*Problem statement*
Would you repeat each of the lines below exactly?

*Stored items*
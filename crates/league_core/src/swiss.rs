//! Swiss pairing: depth-first backtracking over the standings order
//!
//! The highest-ranked unpaired team always hosts the next match; only its
//! opponent is searched, in rank order, skipping anyone it has already faced.
//! When a branch cannot pair every remaining team the last pairing is undone
//! and the next candidate is tried. A greedy pass is not enough: pairing the
//! top teams first can strand two lower teams that have already met.
//!
//! The search never consults a random source, so identical standings and
//! history always produce the same round.

use serde::{Deserialize, Serialize};
use std::collections::{HashMap, HashSet};
use tracing::{debug, trace};

use crate::division::Division;
use crate::error::{LeagueError, Result, SearchFailure};
use crate::team::{Team, TeamId};

/// One scheduled match. The home side only matters for game-mode
/// alternation, never for the search itself.
#[derive(Debug, Clone, Copy, PartialEq, Eq, Hash, Serialize, Deserialize)]
pub struct Pairing {
    pub home: TeamId,
    pub away: TeamId,
}

impl Pairing {
    pub fn new(home: TeamId, away: TeamId) -> Self {
        Self { home, away }
    }

    pub fn contains(&self, team: TeamId) -> bool {
        self.home == team || self.away == team
    }
}

/// All pairings of one round, in the order they were committed.
pub type Round = Vec<Pairing>;

/// Optional bound on the pairing search.
///
/// The search itself has no notion of time; callers that need a guarantee
/// cap the number of candidate pairings tried.
#[derive(Debug, Clone, Copy, Default, PartialEq, Eq)]
pub struct SearchLimits {
    /// Maximum pairings tried before giving up (None = search the whole tree)
    pub max_nodes: Option<u64>,
}

impl SearchLimits {
    /// No bound: the search runs until it finds a round or exhausts the tree.
    pub fn unbounded() -> Self {
        Self { max_nodes: None }
    }

    /// Give up after trying `max_nodes` pairings.
    pub fn nodes(max_nodes: u64) -> Self {
        Self {
            max_nodes: Some(max_nodes),
        }
    }
}

/// Search state shared by every level of the recursion.
struct PairingSearch<F> {
    has_faced: F,
    limits: SearchLimits,
    teams: usize,
    /// Pairings committed on the current branch, as a stack
    committed: Vec<Pairing>,
    /// Candidate pairings tried so far
    nodes: u64,
}

impl<F> PairingSearch<F>
where
    F: Fn(TeamId, TeamId) -> bool,
{
    /// Pair every team of `remaining` (best ranked first) on top of the
    /// committed stack. Returns `Ok(false)` when this branch dead-ends, with
    /// the stack restored to how it was on entry.
    fn pair_from(&mut self, remaining: &[TeamId]) -> Result<bool> {
        let Some((&home, rest)) = remaining.split_first() else {
            return Ok(true);
        };
        if rest.is_empty() {
            return Err(LeagueError::Invariant(format!(
                "team {} left without an opponent",
                home
            )));
        }

        for (index, &away) in rest.iter().enumerate() {
            if (self.has_faced)(home, away) {
                continue;
            }

            self.nodes += 1;
            if let Some(max_nodes) = self.limits.max_nodes {
                if self.nodes > max_nodes {
                    return Err(LeagueError::Scheduling {
                        teams: self.teams,
                        reason: SearchFailure::BudgetExhausted { nodes: max_nodes },
                    });
                }
            }

            let next: Vec<TeamId> = rest
                .iter()
                .enumerate()
                .filter(|&(i, _)| i != index)
                .map(|(_, &id)| id)
                .collect();

            self.committed.push(Pairing::new(home, away));
            if self.pair_from(&next)? {
                return Ok(true);
            }
            self.committed.pop();
        }

        trace!(home = %home, depth = self.committed.len(), "no opponent completes the round");
        Ok(false)
    }
}

/// Pair every team in `order` (best ranked first) so that nobody meets an
/// opponent `has_faced` reports as already played.
///
/// # Errors
/// * [`LeagueError::Argument`] if `order` has an odd length or repeats a team
/// * [`LeagueError::Scheduling`] if no such pairing exists, or the node
///   budget in `limits` runs out first
pub fn find_pairings<F>(order: &[TeamId], has_faced: F, limits: SearchLimits) -> Result<Round>
where
    F: Fn(TeamId, TeamId) -> bool,
{
    if order.len() % 2 != 0 {
        return Err(LeagueError::Argument(format!(
            "cannot pair an odd number of teams ({})",
            order.len()
        )));
    }
    let mut seen = HashSet::with_capacity(order.len());
    if let Some(duplicate) = order.iter().find(|id| !seen.insert(**id)) {
        return Err(LeagueError::Argument(format!(
            "team {} appears twice in the pairing order",
            duplicate
        )));
    }

    let mut search = PairingSearch {
        has_faced,
        limits,
        teams: order.len(),
        committed: Vec::with_capacity(order.len() / 2),
        nodes: 0,
    };

    let found = search.pair_from(order)?;
    debug!(teams = order.len(), nodes = search.nodes, found, "pairing search finished");

    if found {
        Ok(search.committed)
    } else {
        Err(LeagueError::Scheduling {
            teams: order.len(),
            reason: SearchFailure::Exhausted,
        })
    }
}

/// Schedule one round for the division's current standings order.
pub fn schedule_round(division: &Division) -> Result<Round> {
    schedule_round_with_limits(division, SearchLimits::unbounded())
}

/// [`schedule_round`] with a bound on the search.
pub fn schedule_round_with_limits(division: &Division, limits: SearchLimits) -> Result<Round> {
    division.check_invariants()?;
    let by_id: HashMap<TeamId, &Team> = division.teams().iter().map(|t| (t.id(), t)).collect();
    let order = division.team_ids();
    find_pairings(
        &order,
        |a, b| by_id.get(&a).is_some_and(|team| team.has_faced(b)),
        limits,
    )
}

/// Schedule `count` rounds back to back without playing them or re-sorting.
///
/// Each round's opponents are recorded before the next round is searched,
/// so no pairing repeats across the batch. Used when several matches are
/// fixed at once, e.g. two matches a week.
///
/// The batch is searched on a copy; `division` only records opponents once
/// every round has been found, and is left untouched on error.
pub fn schedule_simultaneous_rounds(division: &mut Division, count: usize) -> Result<Vec<Round>> {
    let mut scratch = division.clone();
    let mut rounds = Vec::with_capacity(count);
    for _ in 0..count {
        let round = schedule_round(&scratch)?;
        for pairing in &round {
            scratch.record_faced(pairing.home, pairing.away)?;
        }
        rounds.push(round);
    }

    for pairing in rounds.iter().flatten() {
        division.record_faced(pairing.home, pairing.away)?;
    }
    Ok(rounds)
}

#[cfg(test)]
#[path = "swiss_tests.rs"]
mod swiss_tests;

*Solution*
filename crates/league_core/src/swiss.rs
//! Swiss pairing: depth-first backtracking over the standings order
//!
//! The highest-ranked unpaired team always hosts the next match; only its
//! opponent is searched, in rank order, skipping anyone it has already faced.
//! When a branch cannot pair every remaining team the last pairing is undone
//! and the next candidate is tried. A greedy pass is not enough: pairing the
//! top teams first can strand two lower teams that have already met.
//!
//! The search never consults a random source, so identical standings and
//! history always produce the same round.

use serde::{Deserialize, Serialize};
use std::collections::{HashMap, HashSet};
use tracing::{debug, trace};

use crate::division::Division;
use crate::error::{LeagueError, Result, SearchFailure};
use crate::team::{Team, TeamId};

/// One scheduled match. The home side only matters for game-mode
/// alternation, never for the search itself.
#[derive(Debug, Clone, Copy, PartialEq, Eq, Hash, Serialize, Deserialize)]
pub struct Pairing {
    pub home: TeamId,
    pub away: TeamId,
}

impl Pairing {
    pub fn new(home: TeamId, away: TeamId) -> Self {
        Self { home, away }
    }

    pub fn contains(&self, team: TeamId) -> bool {
        self.home == team || self.away == team
    }
}

/// All pairings of one round, in the order they were committed.
pub type Round = Vec<Pairing>;

/// Optional bound on the pairing search.
///
/// The search itself has no notion of time; callers that need a guarantee
/// cap the number of candidate pairings tried.
#[derive(Debug, Clone, Copy, Default, PartialEq, Eq)]
pub struct SearchLimits {
    /// Maximum pairings tried before giving up (None = search the whole tree)
    pub max_nodes: Option<u64>,
}

impl SearchLimits {
    /// No bound: the search runs until it finds a round or exhausts the tree.
    pub fn unbounded() -> Self {
        Self { max_nodes: None }
    }

    /// Give up after trying `max_nodes` pairings.
    pub fn nodes(max_nodes: u64) -> Self {
        Self {
            max_nodes: Some(max_nodes),
        }
    }
}

/// Search state shared by every level of the recursion.
struct PairingSearch<F> {
    has_faced: F,
    limits: SearchLimits,
    teams: usize,
    /// Pairings committed on the current branch, as a stack
    committed: Vec<Pairing>,
    /// Candidate pairings tried so far
    nodes: u64,
}

impl<F> PairingSearch<F>
where
    F: Fn(TeamId, TeamId) -> bool,
{
    /// Pair every team of `remaining` (best ranked first) on top of the
    /// committed stack. Returns `Ok(false)` when this branch dead-ends, with
    /// the stack restored to how it was on entry.
    fn pair_from(&mut self, remaining: &[TeamId]) -> Result<bool> {
        let Some((&home, rest)) = remaining.split_first() else {
            return Ok(true);
        };
        if rest.is_empty() {
            return Err(LeagueError::Invariant(format!(
                "team {} left without an opponent",
                home
            )));
        }

        for (index, &away) in rest.iter().enumerate() {
            if (self.has_faced)(home, away) {
                continue;
            }

            self.nodes += 1;
            if let Some(max_nodes) = self.limits.max_nodes {
                if self.nodes > max_nodes {
                    return Err(LeagueError::Scheduling {
                        teams: self.teams,
                        reason: SearchFailure::BudgetExhausted { nodes: max_nodes },
                    });
                }
            }

            let next: Vec<TeamId> = rest
                .iter()
                .enumerate()
                .filter(|&(i, _)| i != index)
                .map(|(_, &id)| id)
                .collect();

            self.committed.push(Pairing::new(home, away));
            if self.pair_from(&next)? {
                return Ok(true);
            }
            self.committed.pop();
        }

        trace!(home = %home, depth = self.committed.len(), "no opponent completes the round");
        Ok(false)
    }
}

/// Pair every team in `order` (best ranked first) so that nobody meets an
/// opponent `has_faced` reports as already played.
///
/// # Errors
/// * [`LeagueError::Argument`] if `order` has an odd length or repeats a team
/// * [`LeagueError::Scheduling`] if no such pairing exists, or the node
///   budget in `limits` runs out first
pub fn find_pairings<F>(order: &[TeamId], has_faced: F, limits: SearchLimits) -> Result<Round>
where
    F: Fn(TeamId, TeamId) -> bool,
{
    if order.len() % 2 != 0 {
        return Err(LeagueError::Argument(format!(
            "cannot pair an odd number of teams ({})",
            order.len()
        )));
    }
    let mut seen = HashSet::with_capacity(order.len());
    if let Some(duplicate) = order.iter().find(|id| !seen.insert(**id)) {
        return Err(LeagueError::Argument(format!(
            "team {} appears twice in the pairing order",
            duplicate
        )));
    }

    let mut search = PairingSearch {
        has_faced,
        limits,
        teams: order.len(),
        committed: Vec::with_capacity(order.len() / 2),
        nodes: 0,
    };

    let found = search.pair_from(order)?;
    debug!(teams = order.len(), nodes = search.nodes, found, "pairing search finished");

    if found {
        Ok(search.committed)
    } else {
        Err(LeagueError::Scheduling {
            teams: order.len(),
            reason: SearchFailure::Exhausted,
        })
    }
}

/// Schedule one round for the division's current standings order.
pub fn schedule_round(division: &Division) -> Result<Round> {
    schedule_round_with_limits(division, SearchLimits::unbounded())
}

/// [`schedule_round`] with a bound on the search.
pub fn schedule_round_with_limits(division: &Division, limits: SearchLimits) -> Result<Round> {
    division.check_invariants()?;
    let by_id: HashMap<TeamId, &Team> = division.teams().iter().map(|t| (t.id(), t)).collect();
    let order = division.team_ids();
    find_pairings(
        &order,
        |a, b| by_id.get(&a).is_some_and(|team| team.has_faced(b)),
        limits,
    )
}

/// Schedule `count` rounds back to back without playing them or re-sorting.
///
/// Each round's opponents are recorded before the next round is searched,
/// so no pairing repeats across the batch. Used when several matches are
/// fixed at once, e.g. two matches a week.
///
/// The batch is searched on a copy; `division` only records opponents once
/// every round has been found, and is left untouched on error.
pub fn schedule_simultaneous_rounds(division: &mut Division, count: usize) -> Result<Vec<Round>> {
    let mut scratch = division.clone();
    let mut rounds = Vec::with_capacity(count);
    for _ in 0..count {
        let round = schedule_round(&scratch)?;
        for pairing in &round {
            scratch.record_faced(pairing.home, pairing.away)?;
        }
        rounds.push(round);
    }

    for pairing in rounds.iter().flatten() {
        division.record_faced(pairing.home, pairing.away)?;
    }
    Ok(rounds)
}

#[cfg(test)]
#[path = "swiss_tests.rs"]
mod swiss_tests;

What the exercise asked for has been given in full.